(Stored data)
*** Block opens ***
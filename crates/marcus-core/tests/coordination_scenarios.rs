//! End-to-end coordination scenarios driven through `ToolDispatcher`
//! against a real PostgreSQL database.
//!
//! Each test creates a unique temporary database inside a shared
//! containerized PostgreSQL instance (via testcontainers), runs
//! migrations, and drops it on completion so tests are fully isolated.
//! Tasks and dependencies are seeded directly against `marcus-db` rather
//! than through `create_project`'s PRD parser, so each scenario controls
//! its graph shape exactly.

use sqlx::PgPool;
use uuid::Uuid;

use marcus_core::dispatcher::ToolDispatcher;
use marcus_core::lease_monitor::LeaseMonitor;
use marcus_core::provider::{LocalProvider, ProviderRegistry};
use marcus_db::models::{Phase, Priority, Task, TaskStatus};
use marcus_db::queries::{agents, projects, tasks};

use marcus_test_utils::{create_test_db, drop_test_db};

struct Harness {
    pool: PgPool,
    db_name: String,
    dispatcher: ToolDispatcher,
    project_id: Uuid,
    workdir: tempfile::TempDir,
}

impl Harness {
    async fn new() -> Self {
        let (pool, db_name) = create_test_db().await;

        let project = projects::insert_project(&pool, "coordination test", "local", &serde_json::json!({}))
            .await
            .expect("insert project should succeed");

        let mut providers = ProviderRegistry::new();
        providers.register(LocalProvider::new(pool.clone()));

        let workdir = tempfile::tempdir().expect("tempdir should succeed");
        let dispatcher = ToolDispatcher::new(pool.clone(), workdir.path(), providers);

        dispatcher
            .switch_project(project.id)
            .await
            .expect("switching to the seeded project should succeed");

        Self {
            pool,
            db_name,
            dispatcher,
            project_id: project.id,
            workdir,
        }
    }

    async fn seed_task(
        &self,
        name: &str,
        phase: Phase,
        priority: Priority,
        parent_id: Option<Uuid>,
    ) -> Task {
        tasks::insert_task(
            &self.pool,
            self.project_id,
            name,
            "",
            Some(phase),
            priority,
            &[],
            1.0,
            parent_id,
            None,
        )
        .await
        .expect("insert task should succeed")
    }

    async fn seed_dependency(&self, task_id: Uuid, depends_on: Uuid) {
        tasks::insert_task_dependency(&self.pool, task_id, depends_on)
            .await
            .expect("insert dependency should succeed");
    }

    async fn register_agent(&self, id: &str) {
        self.dispatcher
            .register_agent(id, id, "implementer", vec![])
            .await
            .expect("register_agent should succeed");
    }

    async fn teardown(self) {
        self.pool.close().await;
        drop_test_db(&self.db_name).await;
        drop(self.workdir);
    }
}

fn task_id(response: &serde_json::Value) -> Uuid {
    response["task"]["id"]
        .as_str()
        .expect("assigned response should carry a task id")
        .parse()
        .expect("task id should be a uuid")
}

// ---- Scenario 1: single-agent linear chain -------------------------------

#[tokio::test]
async fn single_agent_linear_chain_runs_in_dependency_order() {
    let h = Harness::new().await;
    h.register_agent("agent-1").await;

    let a = h.seed_task("A", Phase::Implement, Priority::Medium, None).await;
    let b = h.seed_task("B", Phase::Implement, Priority::Medium, None).await;
    let c = h.seed_task("C", Phase::Implement, Priority::Medium, None).await;
    h.seed_dependency(b.id, a.id).await;
    h.seed_dependency(c.id, b.id).await;

    // 1. A is the only ready task.
    let response = h.dispatcher.request_next_task("agent-1").await.expect("request should succeed");
    assert!(response["ok"].as_bool().unwrap());
    assert_eq!(task_id(&response), a.id, "A has no dependencies, it must be assigned first");

    h.dispatcher
        .report_task_progress("agent-1", a.id, "completed", None, None)
        .await
        .expect("completing A should succeed");

    // 2. B becomes ready once A is DONE.
    let response = h.dispatcher.request_next_task("agent-1").await.expect("request should succeed");
    assert_eq!(task_id(&response), b.id, "B must unlock only after A completes");

    h.dispatcher
        .report_task_progress("agent-1", b.id, "completed", None, None)
        .await
        .expect("completing B should succeed");

    // 3. C becomes ready once B is DONE.
    let response = h.dispatcher.request_next_task("agent-1").await.expect("request should succeed");
    assert_eq!(task_id(&response), c.id, "C must unlock only after B completes");

    h.dispatcher
        .report_task_progress("agent-1", c.id, "completed", None, None)
        .await
        .expect("completing C should succeed");

    // 4. Nothing left: the agent is told to back off.
    let response = h.dispatcher.request_next_task("agent-1").await.expect("request should succeed");
    assert!(!response["ok"].as_bool().unwrap());
    assert!(response["retry_after_seconds"].as_i64().unwrap() > 0);

    h.teardown().await;
}

// ---- Idempotent completion (review comment 1) ----------------------------

#[tokio::test]
async fn completing_an_already_done_task_is_a_no_op_success() {
    let h = Harness::new().await;
    h.register_agent("agent-1").await;

    let a = h.seed_task("A", Phase::Implement, Priority::Medium, None).await;
    let response = h.dispatcher.request_next_task("agent-1").await.expect("request should succeed");
    assert_eq!(task_id(&response), a.id);

    h.dispatcher
        .report_task_progress("agent-1", a.id, "completed", None, None)
        .await
        .expect("first completion should succeed");

    // The lease is gone by now; a retried completion report must still
    // succeed instead of failing ownership.
    let retried = h
        .dispatcher
        .report_task_progress("agent-1", a.id, "completed", None, None)
        .await
        .expect("repeat completion must be a no-op success, not NotTaskOwner");
    assert!(retried["ok"].as_bool().unwrap());

    h.teardown().await;
}

// ---- Durable in_progress transition on claim (review comment 5) ---------

#[tokio::test]
async fn claiming_a_task_persists_the_in_progress_transition() {
    let h = Harness::new().await;
    h.register_agent("agent-1").await;

    let a = h.seed_task("A", Phase::Implement, Priority::Medium, None).await;
    h.dispatcher.request_next_task("agent-1").await.expect("request should succeed");

    let row = tasks::get_task(&h.pool, a.id)
        .await
        .expect("get_task should succeed")
        .expect("task should still exist");
    assert_eq!(row.status, TaskStatus::InProgress);
    assert_eq!(row.assignee.as_deref(), Some("agent-1"));
    assert!(row.started_at.is_some(), "started_at must be stamped on claim");

    h.teardown().await;
}

// ---- Scenario 3: race for the same task ----------------------------------

#[tokio::test(flavor = "multi_thread", worker_threads = 4)]
async fn two_agents_racing_for_one_task_never_both_win() {
    let h = Harness::new().await;
    h.register_agent("agent-1").await;
    h.register_agent("agent-2").await;
    h.seed_task("A", Phase::Implement, Priority::Medium, None).await;

    let (r1, r2) = tokio::join!(
        h.dispatcher.request_next_task("agent-1"),
        h.dispatcher.request_next_task("agent-2"),
    );
    let r1 = r1.expect("request 1 should not error");
    let r2 = r2.expect("request 2 should not error");

    let assigned = [r1["ok"].as_bool().unwrap(), r2["ok"].as_bool().unwrap()];
    assert_eq!(
        assigned.iter().filter(|&&ok| ok).count(),
        1,
        "exactly one of the two racing agents must be assigned the task"
    );

    h.teardown().await;
}

// ---- Scenario 4: lease expiry and reclamation ----------------------------

#[tokio::test]
async fn expired_lease_is_reclaimed_and_task_becomes_assignable_again() {
    let h = Harness::new().await;
    h.register_agent("agent-1").await;
    h.register_agent("agent-2").await;

    let a = h.seed_task("A", Phase::Implement, Priority::Medium, None).await;
    let response = h.dispatcher.request_next_task("agent-1").await.expect("request should succeed");
    assert_eq!(task_id(&response), a.id);

    // Force the live lease into the past without waiting out a real
    // expiry window.
    sqlx::query("UPDATE leases SET expires_at = NOW() - INTERVAL '1 second' WHERE task_id = $1")
        .bind(a.id)
        .execute(&h.pool)
        .await
        .expect("forcing lease expiry should succeed");

    let assignments = h.dispatcher.assignments();
    let monitor = LeaseMonitor::new(assignments, h.pool.clone());
    let provider = LocalProvider::new(h.pool.clone());
    let report = monitor.reap_once(&provider).await.expect("reap should succeed");
    assert_eq!(report.reclaimed, vec![a.id]);

    let row = tasks::get_task(&h.pool, a.id)
        .await
        .expect("get_task should succeed")
        .expect("task should still exist");
    assert_eq!(row.status, TaskStatus::Todo, "LocalProvider reset should flow back to tasks.status");

    // The task is free again: a different agent can now claim it. The
    // dispatcher's cached graph still thinks agent-1 holds it, but the
    // lease layer -- not the stale in-memory graph assignment -- is what
    // the Scheduler actually checks on each request, so a fresh
    // dispatcher against the same database sees the reclaimed task.
    let mut providers = ProviderRegistry::new();
    providers.register(LocalProvider::new(h.pool.clone()));
    let fresh = ToolDispatcher::new(h.pool.clone(), h.workdir.path(), providers);
    fresh.switch_project(h.project_id).await.expect("switch should succeed");
    fresh.register_agent("agent-2", "agent-2", "implementer", vec![]).await.expect("register should succeed");
    let response = fresh.request_next_task("agent-2").await.expect("request should succeed");
    assert_eq!(task_id(&response), a.id);

    h.teardown().await;
}

// ---- Scenario 5: tie-break determinism -----------------------------------

#[tokio::test]
async fn equal_score_tasks_break_ties_by_creation_order() {
    let h = Harness::new().await;
    h.register_agent("agent-1").await;

    let first = h.seed_task("X", Phase::Implement, Priority::Medium, None).await;
    // Ensure a strictly later `created_at` than `first` regardless of
    // clock resolution.
    sqlx::query("UPDATE tasks SET created_at = $1 WHERE id = $2")
        .bind(first.created_at - chrono::Duration::seconds(5))
        .bind(first.id)
        .execute(&h.pool)
        .await
        .expect("backdating should succeed");
    let second = h.seed_task("Y", Phase::Implement, Priority::Medium, None).await;

    let response = h.dispatcher.request_next_task("agent-1").await.expect("request should succeed");
    assert_eq!(
        task_id(&response),
        first.id,
        "with identical scores the earlier-created task must win"
    );
    let _ = second;

    h.teardown().await;
}

// ---- Scenario 6: phase-safety override -----------------------------------

#[tokio::test]
async fn test_phase_task_waits_for_every_implement_sibling_in_its_cluster() {
    let h = Harness::new().await;
    h.register_agent("agent-1").await;

    let parent = h.seed_task("feature", Phase::Design, Priority::Medium, None).await;
    let impl1 = h.seed_task("feature - impl 1", Phase::Implement, Priority::Medium, Some(parent.id)).await;
    let impl2 = h.seed_task("feature - impl 2", Phase::Implement, Priority::Medium, Some(parent.id)).await;
    let test_task = h.seed_task("feature - test", Phase::Test, Priority::Medium, Some(parent.id)).await;
    let _ = test_task;

    // Only the two IMPLEMENT tasks should ever come back; the TEST task
    // must never be assignable while either sibling is outstanding.
    let first = h.dispatcher.request_next_task("agent-1").await.expect("request should succeed");
    let first_id = task_id(&first);
    assert!(first_id == impl1.id || first_id == impl2.id);
    h.dispatcher
        .report_task_progress("agent-1", first_id, "completed", None, None)
        .await
        .expect("completing the first implement task should succeed");

    let second = h.dispatcher.request_next_task("agent-1").await.expect("request should succeed");
    let second_id = task_id(&second);
    assert!(second_id == impl1.id || second_id == impl2.id);
    assert_ne!(second_id, first_id, "the scheduler must not reassign the same implement task");
    h.dispatcher
        .report_task_progress("agent-1", second_id, "completed", None, None)
        .await
        .expect("completing the second implement task should succeed");

    // Both IMPLEMENT tasks are done now: the TEST task finally unlocks.
    let third = h.dispatcher.request_next_task("agent-1").await.expect("request should succeed");
    assert_eq!(task_id(&third), test_task.id);

    h.teardown().await;
}

// ---- Technical-constraint labels reach the preamble (review comment 4) --

#[tokio::test]
async fn create_project_persists_and_surfaces_constraint_labels() {
    let h = Harness::new().await;
    h.register_agent("agent-1").await;

    let response = h
        .dispatcher
        .create_project(
            "Build a vanilla-js widget with no-orm data access.",
            "widget project",
            "standard",
            "local",
            None,
            "new_project",
        )
        .await
        .expect("create_project should succeed");
    assert!(response["ok"].as_bool().unwrap());

    let assigned = h.dispatcher.request_next_task("agent-1").await.expect("request should succeed");
    assert!(assigned["ok"].as_bool().unwrap());
    let preamble = assigned["preamble"].as_str().expect("assignment should carry a preamble");
    assert!(
        preamble.contains("vanilla-js") && preamble.contains("no-orm"),
        "constraints extracted at project creation must reach the agent verbatim: {preamble}"
    );

    h.teardown().await;
}
//! Per-endpoint circuit breaker for `KanbanProvider` writes.
//!
//! After 5 consecutive failures the breaker opens for 60 s; while open,
//! callers fail fast with `MarcusError::KanbanUnavailable` instead of
//! hitting the remote, and the Scheduler returns `no_task` with retry=60.

use std::collections::HashMap;
use std::sync::Mutex;
use std::time::{Duration, Instant};

const FAILURE_THRESHOLD: u32 = 5;
const OPEN_DURATION: Duration = Duration::from_secs(60);

#[derive(Debug, Clone, Copy)]
enum State {
    Closed { consecutive_failures: u32 },
    Open { opened_at: Instant },
}

/// Tracks breaker state per provider endpoint name (e.g. the provider's
/// `name()`).
pub struct CircuitBreaker {
    states: Mutex<HashMap<String, State>>,
}

impl Default for CircuitBreaker {
    fn default() -> Self {
        Self::new()
    }
}

impl CircuitBreaker {
    pub fn new() -> Self {
        Self {
            states: Mutex::new(HashMap::new()),
        }
    }

    /// Whether calls to `endpoint` should fail fast right now.
    pub fn is_open(&self, endpoint: &str) -> bool {
        let mut states = self.states.lock().unwrap();
        match states.get(endpoint) {
            Some(State::Open { opened_at }) => {
                if opened_at.elapsed() >= OPEN_DURATION {
                    states.insert(endpoint.to_string(), State::Closed { consecutive_failures: 0 });
                    false
                } else {
                    true
                }
            }
            _ => false,
        }
    }

    /// Record a successful call, resetting the failure count.
    pub fn record_success(&self, endpoint: &str) {
        let mut states = self.states.lock().unwrap();
        states.insert(endpoint.to_string(), State::Closed { consecutive_failures: 0 });
    }

    /// Record a failed call. Opens the breaker once 5 consecutive failures
    /// accumulate.
    pub fn record_failure(&self, endpoint: &str) {
        let mut states = self.states.lock().unwrap();
        let next = match states.get(endpoint) {
            Some(State::Closed { consecutive_failures }) => consecutive_failures + 1,
            _ => 1,
        };
        if next >= FAILURE_THRESHOLD {
            states.insert(endpoint.to_string(), State::Open { opened_at: Instant::now() });
        } else {
            states.insert(endpoint.to_string(), State::Closed { consecutive_failures: next });
        }
    }
}

#[cfg(test)]
mod tests {
    use super::*;

    #[test]
    fn closed_by_default() {
        let cb = CircuitBreaker::new();
        assert!(!cb.is_open("github"));
    }

    #[test]
    fn opens_after_five_consecutive_failures() {
        let cb = CircuitBreaker::new();
        for _ in 0..4 {
            cb.record_failure("github");
            assert!(!cb.is_open("github"));
        }
        cb.record_failure("github");
        assert!(cb.is_open("github"));
    }

    #[test]
    fn success_resets_failure_count() {
        let cb = CircuitBreaker::new();
        for _ in 0..4 {
            cb.record_failure("github");
        }
        cb.record_success("github");
        cb.record_failure("github");
        assert!(!cb.is_open("github"));
    }

    #[test]
    fn separate_endpoints_are_independent() {
        let cb = CircuitBreaker::new();
        for _ in 0..5 {
            cb.record_failure("github");
        }
        assert!(cb.is_open("github"));
        assert!(!cb.is_open("linear"));
    }
}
*** Block closes ***
## Work item
Reproduce only the lines above spanning from the line containing "inside a shared" through the line containing "providers.register(LocalProvider::new(pool.clone()));", word for word.

## Solution below
//! Each test creates a unique temporary database inside a shared
//! containerized PostgreSQL instance (via testcontainers), runs
//! migrations, and drops it on completion so tests are fully isolated.
//! Tasks and dependencies are seeded directly against `marcus-db` rather
//! than through `create_project`'s PRD parser, so each scenario controls
//! its graph shape exactly.

use sqlx::PgPool;
use uuid::Uuid;

use marcus_core::dispatcher::ToolDispatcher;
use marcus_core::lease_monitor::LeaseMonitor;
use marcus_core::provider::{LocalProvider, ProviderRegistry};
use marcus_db::models::{Phase, Priority, Task, TaskStatus};
use marcus_db::queries::{agents, projects, tasks};

use marcus_test_utils::{create_test_db, drop_test_db};

struct Harness {
    pool: PgPool,
    db_name: String,
    dispatcher: ToolDispatcher,
    project_id: Uuid,
    workdir: tempfile::TempDir,
}

impl Harness {
    async fn new() -> Self {
        let (pool, db_name) = create_test_db().await;

        let project = projects::insert_project(&pool, "coordination test", "local", &serde_json::json!({}))
            .await
            .expect("insert project should succeed");

        let mut providers = ProviderRegistry::new();
        providers.register(LocalProvider::new(pool.clone()));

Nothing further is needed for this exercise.